Government U-turn Clouds Buckinghamshire AI Site

The UK government’s admission that the planning approval for a major AI datacentre in Buckinghamshire should be quashed has injected fresh uncertainty into the country’s real estate landscape for large-scale infrastructure projects. The reversal emerged amid legal challenges over environmental considerations, reshaping expectations for tech-driven property development.

The project at the West London Technology Park near the M25, planned as a 72,000-square-metre hyperscale facility intended to support artificial intelligence workloads, was initially greenlit by ministers despite local authority objections. Former Deputy Prime Minister Angela Rayner had overruled the Buckinghamshire Council’s rejection to fast-track the site, reflecting government support for AI infrastructure as part of a broader economic strategy.

Environmental campaigners, notably Foxglove and Global Action Plan, challenged the approval in the High Court on grounds that ministers had failed to properly assess the environmental impact of the development. Central to their argument was the contention that the planning process did not adequately consider the vast electricity and water demands of hyperscale data centres, nor did it impose binding climate mitigation measures. In response, the Ministry of Housing, Communities and Local Government conceded in correspondence to the court that the original reasoning for bypassing a formal environmental impact assessment was “inadequate” and that the permission should be quashed.

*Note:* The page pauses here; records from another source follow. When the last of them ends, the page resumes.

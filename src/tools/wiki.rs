//! Wikipedia topic summaries via the REST v1 page-summary endpoint.

use anyhow::{bail, Context};
use reqwest::{Client, StatusCode};
use serde::Deserialize;

use crate::config::WikipediaConfig;

#[derive(Debug, Deserialize)]
struct PageSummary {
    #[serde(rename = "type", default)]
    kind: String,
    #[serde(default)]
    extract: String,
}

pub async fn wikipedia_summary(
    client: &Client,
    config: &WikipediaConfig,
    topic: &str,
    sentences: usize,
) -> anyhow::Result<String> {
    let topic = topic.trim();
    if topic.is_empty() {
        bail!("no topic given");
    }

    let url = format!(
        "{}/page/summary/{}",
        config.endpoint,
        topic.replace(' ', "_")
    );

    let resp = client
        .get(&url)
        .send()
        .await
        .with_context(|| format!("Wikipedia request for '{topic}' failed"))?;

    if resp.status() == StatusCode::NOT_FOUND {
        return Ok("Topic not found.".to_string());
    }
    if !resp.status().is_success() {
        bail!("Wikipedia returned status {}", resp.status());
    }

    let summary: PageSummary = resp.json().await.context("summary response unreadable")?;
    if summary.kind == "disambiguation" {
        return Ok(format!(
            "Topic '{topic}' is ambiguous — try a more specific title."
        ));
    }
    if summary.extract.is_empty() {
        return Ok("Topic not found.".to_string());
    }

    Ok(truncate_sentences(&summary.extract, sentences))
}

/// Keep roughly the first `n` sentences of the extract.
fn truncate_sentences(text: &str, n: usize) -> String {
    if n == 0 {
        return text.to_string();
    }
    let mut count = 0;
    for (i, c) in text.char_indices() {
        if c == '.' || c == '?' || c == '!' {
            count += 1;
            if count == n {
                return text[..=i].to_string();
            }
        }
    }
    text.to_string()
}

#[cfg(test)]
mod tests {
    use super::*;

    #[test]
    fn truncates_to_requested_sentences() {
        let text = "One. Two. Three.";
        assert_eq!(truncate_sentences(text, 2), "One. Two.");
    }

    #[test]
    fn short_extract_returned_whole() {
        assert_eq!(truncate_sentences("Only one.", 2), "Only one.");
    }

    #[test]
    fn zero_means_no_truncation() {
        assert_eq!(truncate_sentences("A. B. C.", 0), "A. B. C.");
    }
}
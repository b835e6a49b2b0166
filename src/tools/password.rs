//! Secure password generation.

use anyhow::bail;
use rand::rngs::OsRng;
use rand::seq::SliceRandom;

const CHARSET: &[u8] =
    b"abcdefghijklmnopqrstuvwxyzABCDEFGHIJKLMNOPQRSTUVWXYZ0123456789\
      !\"#$%&'()*+,-./:;<=>?@[\\]^_`{|}~";

pub fn generate_password(length: usize) -> anyhow::Result<String> {
    if length < 6 {
        bail!("password must be at least 6 characters long");
    }

    let mut rng = OsRng;
    let password: String = (0..length)
        .map(|_| {
            *CHARSET
                .choose(&mut rng)
                .expect("charset is non-empty") as char
        })
        .collect();
    Ok(password)
}

#[cfg(test)]
mod tests {
    use super::*;

    #[test]
    fn respects_length() {
        let password = generate_password(24).expect("should generate");
        assert_eq!(password.len(), 24);
    }

    #[test]
    fn rejects_short_lengths() {
        assert!(generate_password(5).is_err());
        assert!(generate_password(6).is_ok());
    }

    #[test]
    fn draws_only_from_charset() {
        let password = generate_password(64).expect("should generate");
        assert!(password.bytes().all(|b| CHARSET.contains(&b)));
    }
}
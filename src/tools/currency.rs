//! Currency conversion via exchangerate.host.

use anyhow::{bail, Context};
use reqwest::Client;
use serde_json::Value;

use crate::config::CurrencyConfig;

pub async fn convert_currency(
    client: &Client,
    config: &CurrencyConfig,
    amount: f64,
    from: &str,
    to: &str,
) -> anyhow::Result<String> {
    let from = from.trim().to_uppercase();
    let to = to.trim().to_uppercase();
    if from.is_empty() || to.is_empty() {
        bail!("both currency codes are required");
    }

    let url = format!("{}/convert", config.endpoint);
    let amount_str = amount.to_string();
    let resp = client
        .get(&url)
        .query(&[
            ("from", from.as_str()),
            ("to", to.as_str()),
            ("amount", amount_str.as_str()),
        ])
        .send()
        .await
        .context("currency request failed")?;

    let data: Value = resp.json().await.context("currency response unreadable")?;
    if data["success"].as_bool() != Some(true) {
        bail!(
            "currency conversion failed: {}",
            data["error"]["info"]
                .as_str()
                .or_else(|| data["error"].as_str())
                .unwrap_or("unknown error")
        );
    }

    let Some(result) = data["result"].as_f64() else {
        bail!("currency response missing result");
    };

    Ok(format!("{amount} {from} = {result:.2} {to}"))
}
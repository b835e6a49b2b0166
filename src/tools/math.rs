//! Math expression evaluation.

use anyhow::Context;

pub fn solve_math(expression: &str) -> anyhow::Result<String> {
    let expression = expression.trim();
    let result = meval::eval_str(expression)
        .with_context(|| format!("couldn't evaluate '{expression}'"))?;
    Ok(format!("Result: {result}"))
}

#[cfg(test)]
mod tests {
    use super::*;

    #[test]
    fn evaluates_arithmetic() {
        assert_eq!(solve_math("2 + 2 * 3").expect("should evaluate"), "Result: 8");
    }

    #[test]
    fn evaluates_functions() {
        assert_eq!(solve_math("sqrt(16)").expect("should evaluate"), "Result: 4");
    }

    #[test]
    fn rejects_garbage() {
        assert!(solve_math("2 +* )").is_err());
    }
}
//! Console command dispatch.
//!
//! The first word of a line selects the tool; the remainder is the argument
//! string. Multi-field tools (email, calendar events) split fields on `|`.

use tracing::debug;

use crate::tools::fun::FunKind;
use crate::tools::{
    calendar, currency, email, files, fun, math, news, password, search, system, units, weather,
    wiki, Toolbox,
};

const HELP: &str = "\
Available commands:
  weather <city>                     current weather
  search <query>                     web search
  wiki <topic>                       Wikipedia summary
  news [country] [count]             top headlines
  joke | quote                       something light
  email <to> | <subject> | <body> [| <cc>]
  task <text>                        add a to-do
  tasks                              list to-dos
  tasks clear                        clear all to-dos
  note <text>                        append to the current note
  notes                              show notes
  find <filename> [in <folder>]      locate a file
  read <filename> [in <folder>]      locate and read a file
  password [length]                  generate a password
  sysinfo                            CPU / RAM / disk report
  math <expression>                  evaluate an expression
  currency <amount> <from> <to>      convert money
  convert <value> <from> <to>        convert units
  timer <seconds> [label]            set a timer
  timers                             list timers
  timers cancel                      cancel all timers
  calendar [days]                    upcoming events
  event <title> | <start> | <end> [| <description>]
  help                               this list
  quit                               exit";

/// Split a `|`-separated argument string into trimmed fields.
fn fields(rest: &str) -> Vec<&str> {
    rest.split('|').map(str::trim).collect()
}

/// Split "name in folder phrase" into (name, folder).
fn name_and_dir(rest: &str) -> (&str, &str) {
    match rest.split_once(" in ") {
        Some((name, dir)) => (name.trim(), dir.trim()),
        None => (rest.trim(), "."),
    }
}

pub async fn dispatch(toolbox: &Toolbox, line: &str) -> String {
    let line = line.trim();
    let (command, rest) = match line.split_once(char::is_whitespace) {
        Some((c, r)) => (c, r.trim()),
        None => (line, ""),
    };
    let command = command.to_lowercase();
    debug!("Dispatching '{command}' with args '{rest}'");

    let result = match command.as_str() {
        "help" | "?" => Ok(HELP.to_string()),

        "weather" => weather::get_weather(&toolbox.client, &toolbox.config.weather, rest).await,

        "search" | "web" => {
            search::search_web(&toolbox.client, &toolbox.config.search, rest).await
        }

        "wiki" | "wikipedia" => {
            wiki::wikipedia_summary(&toolbox.client, &toolbox.config.wikipedia, rest, 2).await
        }

        "news" | "headlines" => {
            let mut parts = rest.split_whitespace();
            let country = parts.next();
            let count = parts.next().and_then(|c| c.parse().ok());
            news::get_news_headlines(&toolbox.client, &toolbox.config.news, country, count).await
        }

        "joke" => fun::get_joke_or_quote(&toolbox.client, FunKind::Joke).await,
        "quote" => fun::get_joke_or_quote(&toolbox.client, FunKind::Quote).await,

        "email" | "mail" => {
            let f = fields(rest);
            if f.len() < 3 {
                Ok("Usage: email <to> | <subject> | <body> [| <cc>]".to_string())
            } else {
                email::send_email(&toolbox.config.email, f[0], f[1], f[2], f.get(3).copied())
                    .await
            }
        }

        "task" | "todo" => {
            if rest.is_empty() {
                Ok("Usage: task <text>".to_string())
            } else {
                Ok(toolbox.tasks.add(rest))
            }
        }
        "tasks" | "todos" => match rest {
            "clear" => Ok(toolbox.tasks.clear()),
            _ => Ok(toolbox.tasks.list()),
        },

        "note" => {
            if rest.is_empty() {
                Ok("Usage: note <text>".to_string())
            } else {
                Ok(toolbox.notes.write(rest))
            }
        }
        "notes" => Ok(toolbox.notes.show()),

        "find" => {
            let (name, dir) = name_and_dir(rest);
            if name.is_empty() {
                Ok("Usage: find <filename> [in <folder>]".to_string())
            } else {
                files::find_and_read_file(name, dir, files::DEFAULT_MAX_DEPTH, false)
            }
        }
        "read" => {
            let (name, dir) = name_and_dir(rest);
            if name.is_empty() {
                Ok("Usage: read <filename> [in <folder>]".to_string())
            } else {
                files::find_and_read_file(name, dir, files::DEFAULT_MAX_DEPTH, true)
            }
        }

        "password" | "passwd" => {
            let length = rest.parse().unwrap_or(12);
            password::generate_password(length)
        }

        "sysinfo" | "system" => system::get_system_info().await,

        "math" | "calc" => math::solve_math(rest),

        "currency" => {
            let parts: Vec<&str> = rest.split_whitespace().collect();
            match parts.as_slice() {
                [amount, from, to] => match amount.parse() {
                    Ok(amount) => {
                        currency::convert_currency(
                            &toolbox.client,
                            &toolbox.config.currency,
                            amount,
                            from,
                            to,
                        )
                        .await
                    }
                    Err(_) => Ok(format!("'{amount}' is not a number.")),
                },
                _ => Ok("Usage: currency <amount> <from> <to>".to_string()),
            }
        }

        "convert" | "units" => {
            let parts: Vec<&str> = rest.split_whitespace().collect();
            match parts.as_slice() {
                [value, from, to] => match value.parse() {
                    Ok(value) => units::convert_units(value, from, to),
                    Err(_) => Ok(format!("'{value}' is not a number.")),
                },
                _ => Ok("Usage: convert <value> <from> <to>".to_string()),
            }
        }

        "timer" => {
            let mut parts = rest.splitn(2, char::is_whitespace);
            match parts.next().and_then(|s| s.parse().ok()) {
                Some(seconds) => toolbox.timers.set(seconds, parts.next().map(str::trim)),
                None => Ok("Usage: timer <seconds> [label]".to_string()),
            }
        }
        "timers" => match rest {
            "cancel" => Ok(toolbox.timers.cancel_all()),
            _ => Ok(toolbox.timers.list()),
        },

        "calendar" | "events" => {
            let days = rest.parse().ok();
            calendar::get_calendar_events(&toolbox.client, &toolbox.config.calendar, days).await
        }
        "event" => {
            let f = fields(rest);
            calendar::add_calendar_event(
                &toolbox.client,
                &toolbox.config.calendar,
                f.first().copied().filter(|s| !s.is_empty()),
                f.get(1).copied(),
                f.get(2).copied(),
                f.get(3).copied().unwrap_or(""),
            )
            .await
        }

        "" => Ok(String::new()),
        _ => Ok(format!(
            "I don't know the command '{command}'. Try 'help' for the list."
        )),
    };

    match result {
        Ok(reply) => reply,
        Err(e) => {
            tracing::error!("Tool '{command}' failed: {e:#}");
            format!("Sorry, that didn't work: {e:#}")
        }
    }
}

#[cfg(test)]
mod tests {
    use super::*;
    use crate::config::{Config, StorageConfig};
    use tempfile::TempDir;

    fn toolbox(dir: &TempDir) -> Toolbox {
        let mut config = Config::default();
        config.storage = StorageConfig {
            data_dir: Some(dir.path().to_path_buf()),
            ..StorageConfig::default()
        };
        config.notifications.enabled = false;
        Toolbox::new(config)
    }

    #[tokio::test]
    async fn task_round_trip() {
        let dir = TempDir::new().expect("should create tempdir");
        let toolbox = toolbox(&dir);

        assert_eq!(dispatch(&toolbox, "task buy milk").await, "Task added: buy milk");
        assert_eq!(dispatch(&toolbox, "tasks").await, "1. buy milk");
        assert_eq!(dispatch(&toolbox, "tasks clear").await, "All tasks cleared.");
        assert_eq!(dispatch(&toolbox, "tasks").await, "No tasks in the list.");
    }

    #[tokio::test]
    async fn notes_accumulate() {
        let dir = TempDir::new().expect("should create tempdir");
        let toolbox = toolbox(&dir);

        assert_eq!(dispatch(&toolbox, "note milk").await, "Note added.");
        assert_eq!(dispatch(&toolbox, "note eggs").await, "Note updated.");
        assert_eq!(dispatch(&toolbox, "notes").await, "1. milk\neggs");
    }

    #[tokio::test]
    async fn password_takes_optional_length() {
        let dir = TempDir::new().expect("should create tempdir");
        let toolbox = toolbox(&dir);

        assert_eq!(dispatch(&toolbox, "password").await.len(), 12);
        assert_eq!(dispatch(&toolbox, "password 20").await.len(), 20);
        let reply = dispatch(&toolbox, "password 3").await;
        assert!(reply.contains("at least 6"));
    }

    #[tokio::test]
    async fn unit_and_math_commands() {
        let dir = TempDir::new().expect("should create tempdir");
        let toolbox = toolbox(&dir);

        assert_eq!(dispatch(&toolbox, "math 6*7").await, "Result: 42");
        assert_eq!(dispatch(&toolbox, "convert 1 km m").await, "1 km = 1000 m");
        assert_eq!(
            dispatch(&toolbox, "convert x km m").await,
            "'x' is not a number."
        );
    }

    #[tokio::test]
    async fn timer_commands() {
        let dir = TempDir::new().expect("should create tempdir");
        let toolbox = toolbox(&dir);

        assert_eq!(
            dispatch(&toolbox, "timer 90 tea").await,
            "Timer set for 90 seconds."
        );
        assert!(dispatch(&toolbox, "timers").await.contains("tea"));
        assert_eq!(
            dispatch(&toolbox, "timers cancel").await,
            "Cancelled 1 timer(s)."
        );
    }

    #[tokio::test]
    async fn unknown_command_suggests_help() {
        let dir = TempDir::new().expect("should create tempdir");
        let toolbox = toolbox(&dir);
        let reply = dispatch(&toolbox, "frobnicate now").await;
        assert!(reply.contains("don't know the command 'frobnicate'"));
    }

    #[tokio::test]
    async fn help_lists_commands() {
        let dir = TempDir::new().expect("should create tempdir");
        let toolbox = toolbox(&dir);
        let reply = dispatch(&toolbox, "help").await;
        assert!(reply.contains("weather <city>"));
        assert!(reply.contains("timer <seconds>"));
    }
}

The government’s climbdown has immediate implications for the property sector’s confidence in policy stability, particularly where strategic infrastructure intersects with protected land designations such as the greenbelt. Developers and investors had viewed the Buckinghamshire site as a potential £1 billion attraction for foreign direct investment and a cornerstone in expanding the UK’s digital real estate footprint. With approval now under legal threat, similar projects may face heightened scrutiny on environmental grounds before planning authorities and courts.

More broadly, the episode highlights unresolved tensions in managing real estate for emerging technologies. The UK’s designation of data centres as critical national infrastructure underscores their economic importance, yet the government’s reversal underscores that climate and community considerations cannot be sidelined without consequence. This case may set a precedent for future large-scale developments, prompting developers to integrate rigorous environmental assessments earlier in planning processes, a dynamic that could reshape the trajectory of specialised commercial real estate investment.